Das Konzept des bilingualen Kindergartens setzt insbesondere auf zweisprachige Lehrkräfte und auf speziell entwickelte Lehrmaterialien und pädagogische Ansätze. Die Vorteile eines bilingualen Kindergartens liegen darin, dass die Kinder frühzeitig interkulturelle Erfahrungen machen, ihre kognitiven Fähigkeiten verbessern und eine erhöhte Flexibilität im Umgang mit verschiedenen Sprachen und Kulturen entwickeln können. Bilinguale Kindergärten sind oft in internationalen Umfeldern wie Großstädten anzutreffen oder in Ländern, in denen mehrere Amtssprachen existieren.

Aus welchen Gründen entscheiden sich Eltern für das Konzept des bilingualen Kindergartens?

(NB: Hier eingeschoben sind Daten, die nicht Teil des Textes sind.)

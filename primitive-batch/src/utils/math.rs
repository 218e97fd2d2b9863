use glam::Vec2;

pub trait Vec2MathUtils {
    fn distance_to_line(&self, a: Vec2, b: Vec2) -> f32;
    fn distance_to_segment(&self, a: Vec2, b: Vec2) -> f32;
    fn closest_point_on_segment(&self, a: Vec2, b: Vec2) -> Vec2;
}

impl Vec2MathUtils for Vec2 {
    fn distance_to_line(&self, a: Vec2, b: Vec2) -> f32 {
        let x = ((b.x - a.x) * (a.y - self.y) - (a.x - self.x) * (b.y - a.y)).abs();
        let y = ((b.x - a.x).powi(2) + (b.y - a.y).powi(2)).sqrt();

        x / y
    }

    fn distance_to_segment(&self, a: Vec2, b: Vec2) -> f32 {
        self.distance(self.closest_point_on_segment(a, b))
    }

    fn closest_point_on_segment(&self, a: Vec2, b: Vec2) -> Vec2 {
        let ab = b - a;
        let length_squared = ab.length_squared();
        if length_squared == 0.0 {
            return a;
        }

        let d = (*self - a).dot(ab) / length_squared;

        if d <= 0.0 {
            a
        } else if d >= 1.0 {
            b
        } else {
            a + d * ab
        }
    }
}
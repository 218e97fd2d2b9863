use anyhow::anyhow;
use anyhow::Result;
use colors_transform::Color;
use colors_transform::Rgb;
use glam::Vec4;

pub trait Vec4Color {
    fn new_rgb(r: u8, g: u8, b: u8, a: u8) -> Vec4;
    fn from_rgba8(rgba: [u8; 4]) -> Vec4;
    fn to_rgba8(self) -> [u8; 4];
}

pub trait RgbToVec4 {
    fn to_vec4(self) -> Vec4;
}

impl Vec4Color for Vec4 {
    fn new_rgb(r: u8, g: u8, b: u8, a: u8) -> Vec4 {
        Vec4::new(r as f32 / 255.0, g as f32 / 255.0, b as f32 / 255.0, a as f32 / 255.0)
    }

    fn from_rgba8(rgba: [u8; 4]) -> Vec4 {
        Vec4::new_rgb(rgba[0], rgba[1], rgba[2], rgba[3])
    }

    fn to_rgba8(self) -> [u8; 4] {
        let clamped = self.clamp(Vec4::ZERO, Vec4::ONE) * 255.0;
        [clamped.x.round() as u8, clamped.y.round() as u8, clamped.z.round() as u8, clamped.w.round() as u8]
    }
}

impl RgbToVec4 for Rgb {
    fn to_vec4(self) -> Vec4 {
        let (r, g, b) = self.as_tuple();
        Vec4::new(r / 255.0, g / 255.0, b / 255.0, 1.0)
    }
}

pub fn parse_color(hex: &str) -> Result<Vec4> {
    Ok(Rgb::from_hex_str(hex.trim()).map_err(|_| anyhow!("Failed to parse {} into RGB", hex))?.to_vec4())
}
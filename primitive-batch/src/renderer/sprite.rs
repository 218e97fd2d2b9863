use super::*;
use arrayvec::ArrayVec;
use glam::Vec2;
use glam::Vec4;

#[derive(Clone, Debug, PartialEq)]
pub struct Sprite {
    pub position: Vec2,
    pub rotation: f32,
    pub size: Option<Vec2>,
    pub anchor: Vec2,
    pub color: Vec4,
    pub texture_id: TextureId,
}

#[derive(Copy, Clone, Debug, Default, PartialEq, Eq, Hash)]
pub struct TextureId(pub usize);

impl Sprite {
    pub fn new(texture_id: TextureId) -> Self {
        Self { position: Default::default(), rotation: 0.0, size: None, anchor: Vec2::ZERO, color: Vec4::ONE, texture_id }
    }

    pub fn new_stretched(texture_id: TextureId, destination: Rect, rotation: f32, color: Vec4) -> Self {
        Self { position: destination.position(), rotation, size: Some(destination.size()), anchor: Vec2::ZERO, color, texture_id }
    }

    pub fn new_at(texture_id: TextureId, position: Vec2, color: Vec4) -> Self {
        Self { position, rotation: 0.0, size: None, anchor: Vec2::ZERO, color, texture_id }
    }

    pub fn get_size(&self, texture_size: Vec2) -> Vec2 {
        self.size.unwrap_or(texture_size)
    }

    /// Maps a point from screen space into the quad's unrotated local space, where the quad covers `[0, size)`.
    pub fn to_local(&self, point: Vec2, texture_size: Vec2) -> Vec2 {
        let size = self.get_size(texture_size);
        let sin = self.rotation.sin();
        let cos = self.rotation.cos();
        let p = point - self.position;

        Vec2::new(p.x * cos + p.y * sin, p.y * cos - p.x * sin) + size * self.anchor
    }

    pub fn get_edges(&self, texture_size: Vec2) -> ArrayVec<Edge, 4> {
        let size = self.get_size(texture_size);
        let a = Vec2::new(0.0, 0.0) - size * self.anchor;
        let b = Vec2::new(size.x, 0.0) - size * self.anchor;
        let c = Vec2::new(size.x, size.y) - size * self.anchor;
        let d = Vec2::new(0.0, size.y) - size * self.anchor;

        let sin = self.rotation.sin();
        let cos = self.rotation.cos();

        let a = Vec2::new(a.x * cos - a.y * sin, a.y * cos + a.x * sin) + self.position;
        let b = Vec2::new(b.x * cos - b.y * sin, b.y * cos + b.x * sin) + self.position;
        let c = Vec2::new(c.x * cos - c.y * sin, c.y * cos + c.x * sin) + self.position;
        let d = Vec2::new(d.x * cos - d.y * sin, d.y * cos + d.x * sin) + self.position;

        ArrayVec::from([Edge::new(a, b), Edge::new(d, c), Edge::new(a, d), Edge::new(b, c)])
    }
}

Die Entscheidung für einen bilingualen Kindergarten hängt oft von den individuellen Werten, Zielen und kulturellen Hintergründen der Eltern ab. Deshalb unterscheiden sich die Gründe von Familie zu Familie. Wir haben hier für Euch 5 mögliche Gründe zusammengefasst:

  1. Sprachliche Entwicklung: Eltern möchten, dass ihre Kinder frühzeitig eine 2. Sprache erlernen und bilingual aufwachsen. Die Exposition gegenüber einer anderen Sprache im Kindergartenalter kann die sprachliche Entwicklung verbessern und dazu beitragen, dass Kinder gleich 2 Sprachen fließend sprechen und verstehen.
  2. Kulturelles Verständnis: Ein bilingualer Kindergarten bietet den Kindern die Möglichkeit, frühzeitig interkulturelle Erfahrungen zu machen und verschiedene kulturelle Perspektiven kennenzulernen. Dies fördert das Verständnis und die Toleranz gegenüber anderen Kulturen.
  3. Berufliche Vorteile: Eltern erkennen, dass zweisprachige Fähigkeiten in einer globalisierten Welt immer wichtiger werden. Sie erhoffen sich, dass ihre Kinder durch den Besuch eines bilingualen Kindergartens später bessere Berufschancen haben werden.
  4. Familiäre Hintergründe: Manchmal entscheiden sich Eltern für einen bilingualen Kindergarten, um die Sprache und Kultur ihrer eigenen Herkunft zu bewahren und an ihre Kinder weiterzugeben. Dies ist besonders relevant, wenn eine Familie in einem fremdsprachigen Land lebt und die Kinder die Sprache ihrer Vorfahren erlernen sollen. Eventuell kommen die Eltern auch aus 2 verschiedenen Ländern und das Kind soll beide Muttersprachen beherrschen können.
  5. Frühe Mehrsprachigkeit: Forschungsergebnisse zeigen, dass Kinder, die frühzeitig mit mehreren Sprachen in Berührung kommen, langfristige kognitive Vorteile haben können. Ein bilingualer Kindergarten bietet eine optimale Umgebung für eine frühe Mehrsprachigkeit und kann die kognitiven Fähigkeiten, wie z. B. das Problemlösen oder das Arbeitsgedächtnis der Kinder stärken.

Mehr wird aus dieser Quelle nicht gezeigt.